A sessão solene, requisitada pelo senador Jaques Wagner (PT-BA) e pelo deputado federal Nilto Tatto (PT-SP), reuniu parlamentares brasileiros e estrangeiros em torno do debate sobre a mudança climática e a transição justa a partir do tema “A COP 30: 33 anos depois da Cúpula da Terra, 20 anos depois do Protocolo de Quioto e 10 anos depois do Acordo de Paris”. A cúpula é organizada pelo Observatório Parlamentar de Mudança Climática e Transição Justa da América Latina e do Caribe (OPCC), uma iniciativa da Comissão Econômica para a América Latina e o Caribe (Cepal) das Nações Unidas.  

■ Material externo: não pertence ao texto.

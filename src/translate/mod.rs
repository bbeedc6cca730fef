// src/translate/mod.rs
mod translator;
mod types;

pub use translator::{ProtocolTranslator, TranslateError, NATIVE_CHAT_PATH, NATIVE_MODELS_PATH};
pub use types::*;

Na ocasião, o presidente da COP 30, embaixador André Corrêa do Lago, recebeu dos congressistas brasileiros, titulares e co-titulares do OPCC, a Carta de Apoio à COP 30. O documento ressalta o potencial de a COP 30 “marcar um ponto de virada” e aponta que o “papel dos legisladores no enfrentamento da crise climática é essencial para transformar compromissos e metas internacionais em ações concretas, legítimas e sustentáveis, por meio de leis e normas no âmbito nacional e subnacional”.

Transição justa

Líder do governo no Senado e membro-fundador do OPCC, Jaques Wagner salientou que este é um momento de inflexão diante dos eventos climáticos extremos que se multiplicam e que resultam em sofrimento desproporcional para as comunidades mais vulneráveis. “Não há futuro sustentável sem justiça social”, disse o senador, ao também complementar que “não há transição justa sem financiamento adequado”.

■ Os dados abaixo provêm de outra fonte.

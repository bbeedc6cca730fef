// src/router/selector.rs
use crate::registry::ServiceRecord;

/// Picks the service a request goes to. Implementations are pure: no I/O, no
/// state, only the snapshot they are handed.
pub trait ServiceSelector: Send + Sync {
    fn select(&self, healthy: &[ServiceRecord]) -> Option<ServiceRecord>;

    fn name(&self) -> &'static str;
}
// src/router/priority.rs
use crate::registry::ServiceRecord;
use crate::router::ServiceSelector;

/// Lowest priority value wins; equal priorities fall back to id order.
#[derive(Debug, Default, Clone, Copy)]
pub struct PriorityRouter;

impl PriorityRouter {
    pub fn new() -> Self {
        Self
    }
}

impl ServiceSelector for PriorityRouter {
    fn select(&self, healthy: &[ServiceRecord]) -> Option<ServiceRecord> {
        healthy
            .iter()
            .filter(|record| record.healthy)
            .min_by(|a, b| a.priority.cmp(&b.priority).then_with(|| a.id.cmp(&b.id)))
            .cloned()
    }

    fn name(&self) -> &'static str {
        "priority"
    }
}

— As nações estabeleceram uma nova meta de financiamento climático em 2024, comprometendo-se a destinar pelo menos US$ 300 bilhões por ano para ações climáticas nos países em desenvolvimento até 2035. As nações desenvolvidas concordaram em assumir a liderança no cumprimento dessa meta, mas as necessidades reais são previstas em cerca de US$ 1,3 trilhão anuais até 2035. Precisamos de compromisso, inclusive econômico, de todos e principalmente daqueles países mais ricos, que podem e devem contribuir mais.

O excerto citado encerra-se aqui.